OPM’s Healthcare Claims Data Warehouse

The Politico offers an article today on OPM’s Healthcare Claims Data Warehouse, a project that began in 2010.  OPM has been planning to use this warehouse to hold longitudinal health histories of federal and postal employees.  FEHB plan carriers are covered entities for HIPAA Privacy and Security purposes and must accept the financial risk of coverage. As the article explains, carriers are willing to contribute claims data that is de-identified for HIPAA purposes and protects proprietary information. De-identified means that the contributed data cannot be linked back to any particular federal/postal employee, annuitant, or family member.

The article quotes the former OPM policy and planning director Jonathan Foley. The warehouse is his baby.  He gets the last word in the article as follows:

Foley called that [/the FEHBlog’s] argument a “smokescreen” because the data is not governed by HIPAA in the same way as health plans. The warehouse’s security is extremely stringent and it is federally authorized to handle sensitive health data, he said.

Section 8910(b) of the FEHB Act reads in pertinent part as follows

(b) Each contract entered into under section 8902 of this title shall contain provisions requiring carriers to-
(1) furnish such reasonable reports as the Office determines to be necessary to enable it to carry out its functions under this chapter; and
(2) permit the Office and representatives of the Government Accountability Office to examine records of the carriers as may be necessary to carry out the purposes of this chapter.

In short, the FEHBA authorizes OPM to collect, not receive copies of, carrier records. The 1959 FEHBA does not contemplate this data warehouse. If OPM wants the full-blown warehouse, then the agency should have asked Congress to amend the FEHB Act.
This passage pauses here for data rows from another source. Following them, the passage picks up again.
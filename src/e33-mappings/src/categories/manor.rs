//! Manor door list: door identifiers pulled from level element dumps.
//!
//! The source files are the pre-update element dumps configured in
//! [`crate::pipeline::SourcePaths`]; they predate the last data refresh
//! but no doors have been added since.

use std::path::PathBuf;

use serde::Serialize;
use serde_json::Value;

use crate::diag::{Diagnostic, Report};
use crate::tables::{self, TableError};

const DOOR_TYPE: &str = "BP_GPE_ManorInsideDoor_C";

#[derive(Debug, Serialize)]
pub struct ManorDoorMapping {
    #[serde(rename = "ManorDoors")]
    pub doors: Vec<String>,
}

pub fn extract(dumps: &[PathBuf], report: &mut Report) -> Result<ManorDoorMapping, TableError> {
    let mut doors = Vec::new();

    for dump in dumps {
        let elements = tables::load_elements(dump)?;
        let file = dump
            .file_name()
            .map(|name| name.to_string_lossy().into_owned())
            .unwrap_or_else(|| dump.display().to_string());

        for (index, element) in elements.iter().enumerate() {
            let type_tag = element.get("Type").and_then(Value::as_str).unwrap_or("");
            if !type_tag.contains(DOOR_TYPE) {
                continue;
            }
            match element
                .get("Properties")
                .and_then(|props| props.get("ObjectGlobalID"))
                .and_then(Value::as_str)
            {
                Some(id) => doors.push(id.to_string()),
                None => report.push(Diagnostic::MalformedElement {
                    file: file.clone(),
                    index,
                }),
            }
        }
    }

    Ok(ManorDoorMapping { doors })
}

#[cfg(test)]
mod tests {
    use super::*;
    use serde_json::json;
    use std::fs;
    use std::path::Path;

    fn write_dump(dir: &Path, name: &str, elements: Value) -> PathBuf {
        let path = dir.join(name);
        fs::write(&path, elements.to_string()).unwrap();
        path
    }

    #[test]
    fn test_collects_doors_across_dumps() {
        let dir = tempfile::tempdir().unwrap();
        let first = write_dump(
            dir.path(),
            "first.json",
            json!([
                {"Type": "BP_GPE_ManorInsideDoor_C_2147395", "Properties": {"ObjectGlobalID": "door-1"}},
                {"Type": "StaticMeshActor", "Properties": {"ObjectGlobalID": "not-a-door"}},
            ]),
        );
        let second = write_dump(
            dir.path(),
            "second.json",
            json!([
                {"Type": "BP_GPE_ManorInsideDoor_C_99", "Properties": {"ObjectGlobalID": "door-2"}},
            ]),
        );

        let mut report = Report::new();
        let mapping = extract(&[first, second], &mut report).unwrap();

        assert_eq!(mapping.doors, ["door-1", "door-2"]);
        assert!(report.is_empty());
    }

    #[test]
    fn test_door_without_id_reported() {
        let dir = tempfile::tempdir().unwrap();
        let dump = write_dump(
            dir.path(),
            "dump.json",
            json!([{"Type": "BP_GPE_ManorInsideDoor_C_1", "Properties": {}}]),
        );

        let mut report = Report::new();
        let mapping = extract(&[dump], &mut report).unwrap();

        assert!(mapping.doors.is_empty());
        assert_eq!(report.len(), 1);
    }

    #[test]
    fn test_missing_dump_is_fatal() {
        let dir = tempfile::tempdir().unwrap();
        let mut report = Report::new();
        let err = extract(&[dir.path().join("absent.json")], &mut report).unwrap_err();
        assert!(matches!(err, TableError::Io { .. }));
    }
}
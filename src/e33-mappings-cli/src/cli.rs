//! CLI argument definitions for e33-mappings
//!
//! This module contains all clap-derived structs and enums for CLI parsing.

use clap::{Parser, Subcommand, ValueEnum};
use std::path::PathBuf;

use e33_mappings::Category;

#[derive(Parser)]
#[command(name = "e33-mappings")]
#[command(about = "Expedition 33 mapping generator", long_about = None)]
pub struct Cli {
    #[command(subcommand)]
    pub command: Commands,
}

#[derive(Subcommand)]
pub enum Commands {
    /// Generate mapping artifacts and register them with the host
    #[command(visible_alias = "g")]
    Generate {
        /// Categories to generate (default: all)
        #[arg(value_enum)]
        categories: Vec<CategoryArg>,

        /// Directory containing the DataTable dumps (uses configured
        /// default if not provided)
        #[arg(long)]
        data_dir: Option<PathBuf>,

        /// Host application source directory to emit into (uses configured
        /// default if not provided)
        #[arg(long)]
        target: Option<PathBuf>,
    },

    /// Configure default directories
    #[command(visible_alias = "c")]
    Configure {
        /// Set the default DataTable dump directory
        #[arg(long)]
        data_dir: Option<PathBuf>,

        /// Set the default host source directory
        #[arg(long)]
        target: Option<PathBuf>,

        /// Show current configuration
        #[arg(long)]
        show: bool,
    },

    /// List categories and their artifact names
    #[command(visible_alias = "l")]
    List,
}

#[derive(Debug, Clone, Copy, PartialEq, Eq, ValueEnum)]
pub enum CategoryArg {
    Weapons,
    Pictos,
    Skins,
    MusicDisks,
    Journals,
    QuestItems,
    MonocoSkills,
    GradientSkills,
    ManorDoors,
    LevelFlags,
    CharacterSaves,
}

impl From<CategoryArg> for Category {
    fn from(arg: CategoryArg) -> Category {
        match arg {
            CategoryArg::Weapons => Category::Weapons,
            CategoryArg::Pictos => Category::Pictos,
            CategoryArg::Skins => Category::Skins,
            CategoryArg::MusicDisks => Category::MusicDisks,
            CategoryArg::Journals => Category::Journals,
            CategoryArg::QuestItems => Category::QuestItems,
            CategoryArg::MonocoSkills => Category::MonocoSkills,
            CategoryArg::GradientSkills => Category::GradientSkills,
            CategoryArg::ManorDoors => Category::ManorDoors,
            CategoryArg::LevelFlags => Category::LevelFlags,
            CategoryArg::CharacterSaves => Category::CharacterSaves,
        }
    }
}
In any event, as the article explains, and the FEHBlog confirms, carriers cooperatively are working with OPM to create a warehouse that serves the agency’s purposes and protects the interests of carriers and FEHBP members. As the article explains,

An OPM spokesperson said the agency and its carriers were still negotiating release of the data, in de-identified form to ensure protection from breaches. In fact, OPM has convened a meeting with insurers next month on the topic, the spokesperson said. The agency did not explain how it could use de-identified data to create files with long-term information about patients, which is a key benefit of data warehousing to data analysts.

Believe the FEHBlog, carriers and OPM are working on creating a secure approach that will address the data analysts’ concern.
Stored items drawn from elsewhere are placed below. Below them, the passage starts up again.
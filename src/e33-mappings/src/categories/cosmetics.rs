//! Skin and face mapping: per-character cosmetic key -> display name.
//!
//! Cosmetic rows carry their character and kind in the record key itself:
//! `SkinMaelle_03` is a skin for Maelle, `FaceLune_02` a face for Lune.
//! Keys ending in `_Default` are the base appearance and never emitted.

use indexmap::IndexMap;
use serde::Serialize;

use crate::codes::{self, GameTables, ItemType};
use crate::diag::{Diagnostic, Report};
use crate::order::{self, Ranked, Tier};
use crate::tables::Rows;
use crate::text::{LocalizedText, ResolvedName};

const DEFAULT_SUFFIX: &str = "_Default";
const DELUXE_SUFFIX: &str = " (DLC)";

#[derive(Debug, Serialize)]
pub struct CosmeticMapping {
    #[serde(rename = "Skins")]
    pub skins: IndexMap<String, IndexMap<String, String>>,

    #[serde(rename = "Faces")]
    pub faces: IndexMap<String, IndexMap<String, String>>,
}

pub fn extract(rows: &Rows, tables: &GameTables, report: &mut Report) -> CosmeticMapping {
    let mut skins: IndexMap<String, Vec<Ranked<String>>> = IndexMap::new();
    let mut faces: IndexMap<String, Vec<Ranked<String>>> = IndexMap::new();

    for (key, row) in rows {
        if tables.item_type(row) != Some(ItemType::CharacterCustomization) {
            continue;
        }
        if key.ends_with(DEFAULT_SUFFIX) {
            continue;
        }

        let (groups, rest) = match key.strip_prefix("Skin") {
            Some(rest) => (&mut skins, rest),
            None => (&mut faces, key.strip_prefix("Face").unwrap_or(key)),
        };
        let character = rest.split('_').next().unwrap_or(rest);
        if tables.disabled_cosmetic_characters.contains(character) {
            continue;
        }

        let name = match LocalizedText::from_field(row, codes::ITEM_DISPLAY_NAME_FIELD).resolve() {
            ResolvedName::Primary(name) => name,
            _ => {
                report.push(Diagnostic::UnresolvedName {
                    table: "DT_jRPG_Items_Composite",
                    key: key.clone(),
                });
                continue;
            }
        };
        let label = if tables.deluxe_cosmetics.contains(&name) {
            format!("{name}{DELUXE_SUFFIX}")
        } else {
            name
        };

        groups.entry(character.to_string()).or_default().push(Ranked {
            key: key.clone(),
            sort_label: label.clone(),
            tier: Tier::Normal,
            value: label,
        });
    }

    CosmeticMapping {
        skins: order_groups(skins),
        faces: order_groups(faces),
    }
}

// Groups keep first-seen order; only members are sorted.
fn order_groups(
    groups: IndexMap<String, Vec<Ranked<String>>>,
) -> IndexMap<String, IndexMap<String, String>> {
    groups
        .into_iter()
        .map(|(character, entries)| (character, order::into_ordered(entries)))
        .collect()
}
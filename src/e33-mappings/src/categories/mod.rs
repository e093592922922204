//! Category extractors.
//!
//! One module per output category. Each extractor is a pure pass over the
//! loaded rows (the Monoco skill graph additionally dereferences skill
//! asset files), producing the final, canonically ordered mapping for the
//! artifact emitter. Non-fatal anomalies go to the shared [`crate::diag`]
//! report.

pub mod characters;
pub mod cosmetics;
pub mod gradient;
pub mod journals;
pub mod levels;
pub mod manor;
pub mod monoco;
pub mod music;
pub mod pictos;
pub mod quest_items;
pub mod weapons;
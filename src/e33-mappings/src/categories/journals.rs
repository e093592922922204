//! Journal mapping: record key -> journal title.

use indexmap::IndexMap;
use serde::Serialize;

use crate::codes::{self, GameTables};
use crate::diag::{Diagnostic, Report};
use crate::order::{self, Tier};
use crate::tables::Rows;
use crate::text::{LocalizedText, ResolvedName};

#[derive(Debug, Serialize)]
pub struct JournalMapping {
    #[serde(rename = "Journals")]
    pub journals: IndexMap<String, String>,
}

pub fn extract(rows: &Rows, _tables: &GameTables, report: &mut Report) -> JournalMapping {
    let mut entries = Vec::new();

    for (key, row) in rows {
        match LocalizedText::from_field(row, codes::ITEM_DISPLAY_NAME_FIELD).resolve() {
            ResolvedName::Primary(name) => entries.push((key.clone(), name, Tier::Normal)),
            _ => report.push(Diagnostic::UnresolvedName {
                table: "DT_Items_Journals",
                key: key.clone(),
            }),
        }
    }

    JournalMapping {
        journals: order::into_labeled(entries),
    }
}
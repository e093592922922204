//! Configuration management for the e33-mappings CLI

use anyhow::{Context, Result};
use serde::{Deserialize, Serialize};
use std::fs;
use std::path::PathBuf;

#[derive(Debug, Serialize, Deserialize, Default)]
pub struct Config {
    pub data_dir: Option<PathBuf>,
    pub target_dir: Option<PathBuf>,
}

impl Config {
    /// Get the path to the config file
    pub fn config_path() -> Result<PathBuf> {
        let config_dir = dirs::config_dir()
            .context("Could not determine config directory")?
            .join("e33-mappings");

        Ok(config_dir.join("config.toml"))
    }

    /// Load configuration from file, or create default if it doesn't exist
    pub fn load() -> Result<Self> {
        let config_path = Self::config_path()?;

        if !config_path.exists() {
            return Ok(Config::default());
        }

        let contents = fs::read_to_string(&config_path)
            .with_context(|| format!("Failed to read config from {}", config_path.display()))?;

        toml::from_str(&contents).context("Failed to parse config file")
    }

    /// Save configuration to file
    pub fn save(&self) -> Result<()> {
        let config_path = Self::config_path()?;

        if let Some(parent) = config_path.parent() {
            fs::create_dir_all(parent).with_context(|| {
                format!("Failed to create config directory at {}", parent.display())
            })?;
        }

        let contents = toml::to_string_pretty(self).context("Failed to serialize config")?;

        fs::write(&config_path, contents)
            .with_context(|| format!("Failed to write config to {}", config_path.display()))?;

        Ok(())
    }
}

#[cfg(test)]
mod tests {
    use super::*;

    #[test]
    fn test_toml_round_trip() {
        let config = Config {
            data_dir: Some(PathBuf::from("/tmp/dumps")),
            target_dir: Some(PathBuf::from("/tmp/host/src")),
        };

        let text = toml::to_string_pretty(&config).unwrap();
        let loaded: Config = toml::from_str(&text).unwrap();

        assert_eq!(loaded.data_dir, config.data_dir);
        assert_eq!(loaded.target_dir, config.target_dir);
    }

    #[test]
    fn test_empty_config_parses() {
        let loaded: Config = toml::from_str("").unwrap();
        assert!(loaded.data_dir.is_none());
        assert!(loaded.target_dir.is_none());
    }
}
Additional tidbit — OPM’s Multi-State Program

The FEHBlog noticed in Govexec.com this morning that yesterday Sen. Ron Johnson (R Wisc) and Rep. Mark Meadows (R NC) have proposed a bill to end OPM’s Multi-State Program (“MSP”). The Affordable Care Act created the MSP to encourage ACA marketplace competition. OPM explains on its website that

A Multi-State Plan (MSP) option is a high-quality plan offered on the Marketplace, under contract with the U.S. Office of Personnel Management (OPM), the agency that also administers health insurance for Federal employees. OPM negotiates plan benefits, monitors plan performance, and oversees plan compliance with the Affordable Care Act (ACA).
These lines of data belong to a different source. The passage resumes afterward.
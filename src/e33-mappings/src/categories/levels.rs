//! Level flag mapping: playable levels keyed by display name, with their
//! spawn flags.

use std::collections::HashSet;

use indexmap::IndexMap;
use serde::Serialize;
use serde_json::Value;

use crate::codes::{self, GameTables};
use crate::diag::{Diagnostic, Report};
use crate::order::{self, Ranked, Tier};
use crate::tables::Rows;
use crate::text::{LocalizedText, ResolvedName};

#[derive(Debug, Serialize)]
pub struct FlagMapping {
    #[serde(rename = "Flags")]
    pub flags: IndexMap<String, LevelFlags>,
}

#[derive(Debug, Clone, Serialize)]
pub struct LevelFlags {
    #[serde(rename = "LevelKey")]
    pub level_key: Option<String>,

    #[serde(rename = "MainSpawnPoint")]
    pub main_spawn_point: Option<String>,

    #[serde(rename = "SubFlags")]
    pub sub_flags: IndexMap<String, Option<String>>,
}

pub fn extract(rows: &Rows, tables: &GameTables, report: &mut Report) -> FlagMapping {
    let mut entries: Vec<Ranked<LevelFlags>> = Vec::new();
    let mut seen: HashSet<String> = HashSet::new();

    for (key, row) in rows {
        let level_type = row.get(codes::LEVEL_TYPE_FIELD).and_then(Value::as_str);
        if level_type != Some(tables.playable_level_type.as_str()) {
            continue;
        }

        let name = match LocalizedText::from_field(row, codes::LEVEL_DISPLAY_NAME_FIELD).resolve()
        {
            ResolvedName::Primary(name) => name,
            _ => {
                if !tables.silent_nameless_levels.contains(key) {
                    report.push(Diagnostic::EmptyLevelName { key: key.clone() });
                }
                continue;
            }
        };
        // Display-name disambiguation for levels the upstream table leaves
        // ambiguous.
        let name = if key == "SideLevel_CleasTower_Entrance" {
            format!("{name} Entrance")
        } else if name == "Lumière" {
            format!("{name} (ACT 3) except Main")
        } else {
            name
        };

        if !seen.insert(name.clone()) {
            report.push(Diagnostic::DuplicateLevelName { name });
            continue;
        }

        let level_key = row
            .get(codes::LEVEL_ASSET_NAME_FIELD)
            .and_then(Value::as_str)
            .map(str::to_string);
        let main_spawn_point = row
            .get(codes::LEVEL_MAIN_SPAWN_FIELD)
            .and_then(|spawn| spawn.get("TagName"))
            .and_then(Value::as_str)
            .map(str::to_string);

        let mut sub_flags = IndexMap::new();
        if let Some(areas) = row.get(codes::LEVEL_SUB_AREAS_FIELD).and_then(Value::as_array) {
            for area in areas {
                let Some(flag_key) = area
                    .get("Key")
                    .and_then(|k| k.get("TagName"))
                    .and_then(Value::as_str)
                else {
                    continue;
                };
                if Some(flag_key) == main_spawn_point.as_deref() {
                    continue;
                }
                let flag_name = match LocalizedText::from_field(area, "Value").resolve() {
                    ResolvedName::Primary(flag_name) => Some(flag_name),
                    _ => {
                        report.push(Diagnostic::EmptyFlagName {
                            flag: flag_key.to_string(),
                            level: name.clone(),
                        });
                        None
                    }
                };
                sub_flags.insert(flag_key.to_string(), flag_name);
            }
        }

        entries.push(Ranked {
            key: name.clone(),
            sort_label: name.clone(),
            tier: Tier::from_label(&name),
            value: LevelFlags {
                level_key,
                main_spawn_point,
                sub_flags,
            },
        });
    }

    FlagMapping {
        flags: order::into_ordered(entries),
    }
}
OPM started contracting with Blue Cross and several ACA co-op plans to offer these plans. The OPM webpage also indicates that only one State — Arkansas — will offer an MSP option for 2018.

Govexec.com notes

Johnson said in a statement that the program costs taxpayers $10 million a year, including expenses and the salaries of the program’s administrative staff. That money could be better spent on other initiatives, like OPM’s efforts to reduce retirement and security clearance backlogs, he argued.